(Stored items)

╔══

//! API response structures
//!
//! Every body is stamped from the state's clock so response timestamps agree
//! with the `serverTimeEpochSeconds` of the snapshots they carry.

use axum::{
    http::StatusCode,
    response::{IntoResponse, Json, Response},
};
use chrono::{DateTime, Utc};
use serde::{Deserialize, Serialize};
use tracing::error;

use crate::{
    error::ScoreboardError,
    state::{ScoreState, TimerSnapshot},
};

/// Reply to the control panel after a command was applied
#[derive(Debug, Clone, Serialize, Deserialize)]
pub struct CommandResponse {
    pub status: String,
    pub event: String,
    pub timestamp: DateTime<Utc>,
    #[serde(skip_serializing_if = "Option::is_none")]
    pub timer: Option<TimerSnapshot>,
    #[serde(skip_serializing_if = "Option::is_none")]
    pub score: Option<ScoreState>,
}

impl CommandResponse {
    pub fn ok(event: &str, timestamp: DateTime<Utc>) -> Self {
        Self {
            status: "ok".to_string(),
            event: event.to_string(),
            timestamp,
            timer: None,
            score: None,
        }
    }
}

/// Failure body, reported only to the caller that sent the request
#[derive(Debug, Clone, Serialize, Deserialize)]
pub struct ErrorResponse {
    pub status: String,
    pub message: String,
    pub timestamp: DateTime<Utc>,
}

/// A [`ScoreboardError`] paired with the instant it was reported
#[derive(Debug)]
pub struct ApiError {
    pub error: ScoreboardError,
    pub timestamp: DateTime<Utc>,
}

impl ApiError {
    pub fn at(error: ScoreboardError, timestamp: DateTime<Utc>) -> Self {
        Self { error, timestamp }
    }
}

impl IntoResponse for ApiError {
    fn into_response(self) -> Response {
        let status = match &self.error {
            ScoreboardError::InvalidArgument(_) | ScoreboardError::UnknownCommand(_) => {
                StatusCode::BAD_REQUEST
            }
            ScoreboardError::StateLock(_) => {
                error!("{}", self.error);
                StatusCode::INTERNAL_SERVER_ERROR
            }
        };

        let body = ErrorResponse {
            status: "error".to_string(),
            message: self.error.to_string(),
            timestamp: self.timestamp,
        };
        (status, Json(body)).into_response()
    }
}

/// Server status with the live timer and score
#[derive(Debug, Clone, Serialize, Deserialize)]
pub struct StatusResponse {
    pub timer: TimerSnapshot,
    pub score: ScoreState,
    pub viewers: usize,
    pub uptime: String,
    pub port: u16,
    pub host: String,
    pub last_action: Option<String>,
    pub last_action_time: Option<DateTime<Utc>>,
}

/// Health check response
#[derive(Debug, Clone, Serialize, Deserialize)]
pub struct HealthResponse {
    pub status: String,
    pub timestamp: DateTime<Utc>,
    pub version: String,
}

impl HealthResponse {
    /// Create a new health response
    pub fn ok(timestamp: DateTime<Utc>) -> Self {
        Self {
            status: "ok".to_string(),
            timestamp,
            version: env!("CARGO_PKG_VERSION").to_string(),
        }
    }
}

╚══

Set down the line that contains "let body = ErrorResponse" exactly. Do the same for each later line of the data, through the end, and add nothing.

        let body = ErrorResponse {
            status: "error".to_string(),
            message: self.error.to_string(),
            timestamp: self.timestamp,
        };
        (status, Json(body)).into_response()
    }
}

/// Server status with the live timer and score
#[derive(Debug, Clone, Serialize, Deserialize)]
pub struct StatusResponse {
    pub timer: TimerSnapshot,
    pub score: ScoreState,
    pub viewers: usize,
    pub uptime: String,
    pub port: u16,
    pub host: String,
    pub last_action: Option<String>,
    pub last_action_time: Option<DateTime<Utc>>,
}

/// Health check response
#[derive(Debug, Clone, Serialize, Deserialize)]
pub struct HealthResponse {
    pub status: String,
    pub timestamp: DateTime<Utc>,
    pub version: String,
}

impl HealthResponse {
    /// Create a new health response
    pub fn ok(timestamp: DateTime<Utc>) -> Self {
        Self {
            status: "ok".to_string(),
            timestamp,
            version: env!("CARGO_PKG_VERSION").to_string(),
        }
    }
}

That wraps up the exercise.